Volume 16 • Issue 17 | September 23 – 29, 2003
LETTERS TO THE EDITOR
Remember the survivors
To The Editor:
Last night was the first time I read Downtown Express. I was waiting for the ferry to N.J. and saw a copy for the first time and read a great article you had called “Seen and heard on 9/11/03” (Reporters’ Notebooks, Sept. 16 –22, 2003).
You covered the parents who lost a child, you covered the children who lost a parent, the workers who worked their butts off at ground zero, “Point Thank You,” the people who lived down there, the mayor, both new and old — but there was one group you missed — and I beg you don’t forget them. Please don’t forget the people who made it out. The people who everyday live with survivors’ guilt, the people who 730 days later still wake up in a cold sweat with a plane flying into their new offices – in their dreams, I guess this is why we call them nightmares. I never had a real nightmare before 9/11.
I don’t want to trivialize the heroism of those in the building, I’d still rather be in my position than several of my friends who never made it down from the 103rd floor or the 98th floor. I certainly don’t want to trivialize the heroic efforts of those I watched walking up, while I was walking down – but we need to remember those who made it out – those who everyday are trying to deal with being called a “survivor.”
I will never forget those friends I lost that day, I will never forget the conversations – short as they may have been, that I had with the rescue workers on their way up and I will never forget those who I went down the stairs with. We shouldn’t forget those who came down those stairs and the pain that we have every time we think about the losses.
John M. Kneeley
C.E.O., Martin Progressive, L.L.C., 40 Exchange Place – 4th Floor
Pedestrian safety
To The Editor:
Early morning on Sept. 5, a 75-year-old man was critically injured by a motor vehiclist at the Frankfort and Gold St. crossing, which is also a N.Y.P.D. checkpoint (Downtown Local, “Pedestrian injured,” Sept. 9 –15, 2003).
Traffic lights on that street are timed so a pedestrian has less than 15 seconds to race between vehicles that are usually in gridlock, thanks to the N.Y.P.D. closing of Park Row.
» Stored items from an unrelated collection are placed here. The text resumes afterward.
//! lc-results: per-tick snapshot types and the bounded history window.

pub mod types;
pub mod window;

pub use types::*;
pub use window::RollingWindow;

pub type ResultsResult<T> = Result<T, ResultsError>;

#[derive(thiserror::Error, Debug)]
pub enum ResultsError {
    #[error("Invalid window capacity: {capacity}")]
    InvalidCapacity { capacity: usize },
}
//! Standard Conductor Calibres
//!
//! AWG and kcmil conductor designations with their metric dimensions per
//! NOM-001-SEDE Chapter 10 (Tables 5 and 8).
//!
//! ## Dimensions
//!
//! - **Section**: bare metal cross-section (mm²), used for ampacity and
//!   resistance tables
//! - **Outer diameter**: insulated conductor diameter (mm) for THHN/THHW-LS
//!   building wire, used for tray widths
//! - **Insulated area**: π·d²/4 of the outer diameter, used for conduit fill

use serde::{Deserialize, Serialize};

/// Standard conductor calibre
///
/// Ordered from smallest to largest, so `Ord` follows conductor size.
#[derive(Debug, Clone, Copy, PartialEq, Eq, PartialOrd, Ord, Hash, Serialize, Deserialize)]
pub enum Calibre {
    #[serde(rename = "14 AWG")]
    Awg14,
    #[serde(rename = "12 AWG")]
    Awg12,
    #[serde(rename = "10 AWG")]
    Awg10,
    #[serde(rename = "8 AWG")]
    Awg8,
    #[serde(rename = "6 AWG")]
    Awg6,
    #[serde(rename = "4 AWG")]
    Awg4,
    #[serde(rename = "3 AWG")]
    Awg3,
    #[serde(rename = "2 AWG")]
    Awg2,
    #[serde(rename = "1 AWG")]
    Awg1,
    #[serde(rename = "1/0 AWG")]
    Awg1_0,
    #[serde(rename = "2/0 AWG")]
    Awg2_0,
    #[serde(rename = "3/0 AWG")]
    Awg3_0,
    #[serde(rename = "4/0 AWG")]
    Awg4_0,
    #[serde(rename = "250 kcmil")]
    Kcmil250,
    #[serde(rename = "300 kcmil")]
    Kcmil300,
    #[serde(rename = "350 kcmil")]
    Kcmil350,
    #[serde(rename = "400 kcmil")]
    Kcmil400,
    #[serde(rename = "500 kcmil")]
    Kcmil500,
    #[serde(rename = "600 kcmil")]
    Kcmil600,
    #[serde(rename = "750 kcmil")]
    Kcmil750,
    #[serde(rename = "1000 kcmil")]
    Kcmil1000,
}

impl Calibre {
    /// All calibres, smallest first
    pub const ALL: [Calibre; 21] = [
        Calibre::Awg14,
        Calibre::Awg12,
        Calibre::Awg10,
        Calibre::Awg8,
        Calibre::Awg6,
        Calibre::Awg4,
        Calibre::Awg3,
        Calibre::Awg2,
        Calibre::Awg1,
        Calibre::Awg1_0,
        Calibre::Awg2_0,
        Calibre::Awg3_0,
        Calibre::Awg4_0,
        Calibre::Kcmil250,
        Calibre::Kcmil300,
        Calibre::Kcmil350,
        Calibre::Kcmil400,
        Calibre::Kcmil500,
        Calibre::Kcmil600,
        Calibre::Kcmil750,
        Calibre::Kcmil1000,
    ];

    /// Get the metric dimensions (section mm², insulated outer diameter mm)
    ///
    /// Returns (section_mm2, outer_diameter_mm)
    pub fn dimensions(&self) -> (f64, f64) {
        match self {
            Calibre::Awg14 => (2.08, 2.819),
            Calibre::Awg12 => (3.31, 3.302),
            Calibre::Awg10 => (5.26, 4.166),
            Calibre::Awg8 => (8.37, 5.486),
            Calibre::Awg6 => (13.3, 6.452),
            Calibre::Awg4 => (21.2, 8.230),
            Calibre::Awg3 => (26.7, 8.941),
            Calibre::Awg2 => (33.6, 9.754),
            Calibre::Awg1 => (42.4, 11.33),
            Calibre::Awg1_0 => (53.5, 12.34),
            Calibre::Awg2_0 => (67.4, 13.51),
            Calibre::Awg3_0 => (85.0, 14.83),
            Calibre::Awg4_0 => (107.2, 16.31),
            Calibre::Kcmil250 => (126.7, 18.06),
            Calibre::Kcmil300 => (152.0, 19.46),
            Calibre::Kcmil350 => (177.3, 20.75),
            Calibre::Kcmil400 => (202.7, 21.95),
            Calibre::Kcmil500 => (253.4, 24.10),
            Calibre::Kcmil600 => (304.0, 26.70),
            Calibre::Kcmil750 => (380.0, 29.36),
            Calibre::Kcmil1000 => (506.7, 33.73),
        }
    }

    /// Get display name (e.g., "1/0 AWG")
    pub fn display_name(&self) -> &'static str {
        match self {
            Calibre::Awg14 => "14 AWG",
            Calibre::Awg12 => "12 AWG",
            Calibre::Awg10 => "10 AWG",
            Calibre::Awg8 => "8 AWG",
            Calibre::Awg6 => "6 AWG",
            Calibre::Awg4 => "4 AWG",
            Calibre::Awg3 => "3 AWG",
            Calibre::Awg2 => "2 AWG",
            Calibre::Awg1 => "1 AWG",
            Calibre::Awg1_0 => "1/0 AWG",
            Calibre::Awg2_0 => "2/0 AWG",
            Calibre::Awg3_0 => "3/0 AWG",
            Calibre::Awg4_0 => "4/0 AWG",
            Calibre::Kcmil250 => "250 kcmil",
            Calibre::Kcmil300 => "300 kcmil",
            Calibre::Kcmil350 => "350 kcmil",
            Calibre::Kcmil400 => "400 kcmil",
            Calibre::Kcmil500 => "500 kcmil",
            Calibre::Kcmil600 => "600 kcmil",
            Calibre::Kcmil750 => "750 kcmil",
            Calibre::Kcmil1000 => "1000 kcmil",
        }
    }

    /// Bare metal cross-section in mm²
    pub fn section_mm2(&self) -> f64 {
        self.dimensions().0
    }

    /// Insulated outer diameter in mm
    pub fn outer_diameter_mm(&self) -> f64 {
        self.dimensions().1
    }

    /// Insulated total area (π·d²/4) in mm², used for conduit fill
    pub fn insulated_area_mm2(&self) -> f64 {
        let d = self.outer_diameter_mm();
        std::f64::consts::PI * d * d / 4.0
    }

    /// Parse a designation such as "2", "2 AWG", "1/0" or "250 kcmil"
    pub fn from_designation(s: &str) -> Option<Self> {
        let normalized = s.trim().to_ascii_lowercase();
        let bare = normalized
            .trim_end_matches("awg")
            .trim_end_matches("kcmil")
            .trim_end_matches("mcm")
            .trim();
        Self::ALL.iter().copied().find(|c| {
            let name = c.display_name().to_ascii_lowercase();
            name.split_whitespace().next() == Some(bare)
        })
    }
}

impl std::fmt::Display for Calibre {
    fn fmt(&self, f: &mut std::fmt::Formatter<'_>) -> std::fmt::Result {
        write!(f, "{}", self.display_name())
    }
}

#[cfg(test)]
mod tests {
    use super::*;

    #[test]
    fn test_sections_increase_with_calibre() {
        for pair in Calibre::ALL.windows(2) {
            assert!(pair[0] < pair[1]);
            assert!(pair[0].section_mm2() < pair[1].section_mm2());
            assert!(pair[0].outer_diameter_mm() < pair[1].outer_diameter_mm());
        }
    }

    #[test]
    fn test_insulated_area() {
        // 2 AWG THHN: d = 9.754 mm, area ≈ 74.7 mm²
        assert!((Calibre::Awg2.insulated_area_mm2() - 74.72).abs() < 0.1);
    }

    #[test]
    fn test_from_designation() {
        assert_eq!(Calibre::from_designation("1/0"), Some(Calibre::Awg1_0));
        assert_eq!(Calibre::from_designation("2 AWG"), Some(Calibre::Awg2));
        assert_eq!(Calibre::from_designation("250 kcmil"), Some(Calibre::Kcmil250));
        assert_eq!(Calibre::from_designation("250 MCM"), Some(Calibre::Kcmil250));
        assert_eq!(Calibre::from_designation("7"), None);
    }

    #[test]
    fn test_serialization_uses_designation() {
        let json = serde_json::to_string(&Calibre::Awg4_0).unwrap();
        assert_eq!(json, "\"4/0 AWG\"");
        let back: Calibre = serde_json::from_str("\"500 kcmil\"").unwrap();
        assert_eq!(back, Calibre::Kcmil500);
    }
}
//! # NOM Factors and Constants
//!
//! Fixed factors and constants from NOM-001-SEDE-2012 used by the engine.
//! Table-driven factors (ambient temperature correction, grouping) live in
//! [`crate::tables`]; the values here are code constants that do not vary
//! by installation.
//!
//! ## Overview
//!
//! The design current of a circuit is the nominal current corrected by:
//!
//! ```text
//! I_adj = I_nom × F_u / (F_t × F_a)
//! ```
//!
//! ## Factor Summary
//!
//! | Factor | Description              | Source               |
//! |--------|--------------------------|----------------------|
//! | F_u    | Usage (continuous load)  | Equipment category   |
//! | F_t    | Ambient temperature      | Table 310-15(b)(2)(a)|
//! | F_a    | Grouping                 | Table 310-15(b)(3)(a)|
//! | F_r    | Conduit fill             | Chapter 10, Table 1  |

use serde::{Deserialize, Serialize};

// ============================================================================
// NOM Code Section References
// ============================================================================

/// NOM-001-SEDE-2012 references cited in reports and the equation registry.
pub mod nom_ref {
    /// Ampacity, not more than three conductors in raceway
    pub const AMPACITY_RACEWAY: &str = "NOM 310-15(b)(16)";
    /// Ampacity, single conductors in free air
    pub const AMPACITY_FREE_AIR: &str = "NOM 310-15(b)(17)";
    /// Ampacity, triplexed conductors in free air
    pub const AMPACITY_TRIPLEXED: &str = "NOM 310-15(b)(20)";
    /// Ambient temperature correction factors
    pub const TEMPERATURE_FACTOR: &str = "NOM 310-15(b)(2)(a)";
    /// Adjustment for more than three current-carrying conductors
    pub const GROUPING_FACTOR: &str = "NOM 310-15(b)(3)(a)";
    /// Continuous-load sizing of branch circuits and feeders
    pub const USAGE_FACTOR: &str = "NOM 215-2(a)(1)";
    /// Temperature limitations of terminations
    pub const TERMINATION_TEMPERATURE: &str = "NOM 110-14(c)";
    /// Minimum size of equipment grounding conductors
    pub const GROUND_CONDUCTOR: &str = "NOM 250-122";
    /// Conduit fill percentages
    pub const CONDUIT_FILL: &str = "NOM Chapter 10, Table 1";
    /// Conduit dimensions
    pub const CONDUIT_DIMENSIONS: &str = "NOM Chapter 10, Table 4";
    /// Cable tray fill for single conductors
    pub const TRAY_FILL: &str = "NOM 392-22(b)";
    /// AC resistance and reactance of conductors
    pub const IMPEDANCE: &str = "NOM Chapter 10, Table 9";
    /// Voltage drop recommendation for feeders and branch circuits
    pub const VOLTAGE_DROP: &str = "NOM 215-2(a)(1) Nota 2";
}

// ============================================================================
// Fixed Constants
// ============================================================================

/// Above this nominal current terminations are rated 75 °C
pub const TERMINATION_THRESHOLD_A: f64 = 100.0;

/// Center spacing multiple for triangular (triplexed) groups in a tray
pub const TRIANGULAR_SPACING: f64 = 2.15;

/// Default maximum voltage drop (%)
pub const DEFAULT_MAX_VOLTAGE_DROP_PERCENT: f64 = 3.0;

/// Conduit fill factor for one conductor
pub const FILL_ONE_CONDUCTOR: f64 = 0.53;
/// Conduit fill factor for two conductors
pub const FILL_TWO_CONDUCTORS: f64 = 0.31;
/// Conduit fill factor for more than two conductors
pub const FILL_OVER_TWO_CONDUCTORS: f64 = 0.40;

/// Usable fraction of a conduit's interior area for the number of
/// conductors it holds (NOM Chapter 10, Table 1).
pub fn conduit_fill_factor(conductors_in_raceway: u32) -> f64 {
    match conductors_in_raceway {
        1 => FILL_ONE_CONDUCTOR,
        2 => FILL_TWO_CONDUCTORS,
        _ => FILL_OVER_TWO_CONDUCTORS,
    }
}

// ============================================================================
// Usage Factor
// ============================================================================

/// Equipment category for the usage (continuous load) factor F_u
#[derive(Debug, Clone, Copy, PartialEq, Eq, Hash, Serialize, Deserialize, Default)]
#[serde(rename_all = "kebab-case")]
pub enum EquipmentCategory {
    /// Active/passive harmonic filters: F_u = 1.35
    Filter,
    /// Dry or oil transformers: F_u = 1.25
    Transformer,
    /// Generic continuous load: F_u = 1.25
    #[default]
    Load,
}

impl EquipmentCategory {
    /// All categories for UI selection
    pub const ALL: [EquipmentCategory; 3] = [
        EquipmentCategory::Filter,
        EquipmentCategory::Transformer,
        EquipmentCategory::Load,
    ];

    /// Get the F_u factor value
    pub fn usage_factor(&self) -> f64 {
        match self {
            EquipmentCategory::Filter => 1.35,
            EquipmentCategory::Transformer | EquipmentCategory::Load => 1.25,
        }
    }

    /// Display name for UI
    pub fn display_name(&self) -> &'static str {
        match self {
            EquipmentCategory::Filter => "Filter (1.35)",
            EquipmentCategory::Transformer => "Transformer (1.25)",
            EquipmentCategory::Load => "Load (1.25)",
        }
    }
}

impl std::fmt::Display for EquipmentCategory {
    fn fmt(&self, f: &mut std::fmt::Formatter<'_>) -> std::fmt::Result {
        write!(f, "{}", self.display_name())
    }
}

#[cfg(test)]
mod tests {
    use super::*;

    #[test]
    fn test_fill_factors() {
        assert_eq!(conduit_fill_factor(1), 0.53);
        assert_eq!(conduit_fill_factor(2), 0.31);
        assert_eq!(conduit_fill_factor(3), 0.40);
        assert_eq!(conduit_fill_factor(12), 0.40);
    }

    #[test]
    fn test_usage_factors() {
        assert_eq!(EquipmentCategory::Filter.usage_factor(), 1.35);
        assert_eq!(EquipmentCategory::Transformer.usage_factor(), 1.25);
        assert_eq!(EquipmentCategory::Load.usage_factor(), 1.25);
    }

    #[test]
    fn test_category_serialization() {
        let json = serde_json::to_string(&EquipmentCategory::Filter).unwrap();
        assert_eq!(json, "\"filter\"");
    }
}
For the elderly and the infirmed, there is not enough time to cross the street, without going against the light. The Dept. of Transportation’s arrangement for pedestrians has as much to do with reality as the president’s rhetoric concerning any subject.
Unless the traffic lights are adjusted to the tempo of pedestrians, there will be more injuries and deaths because of accidents that are endemic to the present situation.
Just as drunken drivers are held accountable for injuring people, so the bureaucrats at the D.O.T. should be held responsible for injuries and deaths that result from the all too brief time given to pedestrians for crossing city streets.
Shelly Estrin
Danger in Hudson Sq.
To The Editor:
Re “Teen rampage reported” (Police Blotter, Sept. 16 – 22, 2003):
I was one of the people who saw the “Teen rampage” on Sept. 15 and it was far from “unruly kids” as quoted by the desk sergeant at the First Precinct. I heard terrifying screams coming from people who witnessed the attacks or were being attacked at the corner of Spring and Varick Sts. One of the people was being beaten so badly in the middle of the street by at least five teens that I thought he would not survive. I ran into Manhattan Storage to ask the man behind the Plexiglas enclosure to call the police, which he refused to do. Later some of the workers told him to call.
I observed from inside two teens going through a woman’s pocketbook and others trying to climb the Dumpster to take out rocks. They were running back and forth between Spring and Dominick Sts. and the parking attendant was trying to chase them away.
I left about fifteen minutes later and observed one of the victims, a messenger in his twenties, trying to hold himself up against the telephone booth and attempting to pick up the contents of his delivery bag scattered all over Spring St.
On the corner of Hudson and Spring Sts. I saw two police cars come down the street with the traffic and without the sirens on. Some of the teens were now running back and forth on Dominick and Hudson Sts.
911 calls must have come in from motorists at Varick and Spring, which grid-locked at 5:30 p.m. as cars and trucks entered the Holland Tunnel and from other people on the street who had cell phones. I have to assume some of them came to the aide of the victims otherwise there would have been bodies on the ground. The area on the corner has no place to run to for safety and people on the street fled, like myself. I assume therefore when the police appeared there were no victims hanging around to continue to be attacked and therefore no charges were filed.
I believe a review of 911 calls would tell a different story then that it was just “ a group of disorderly adolescents — unruly kids.”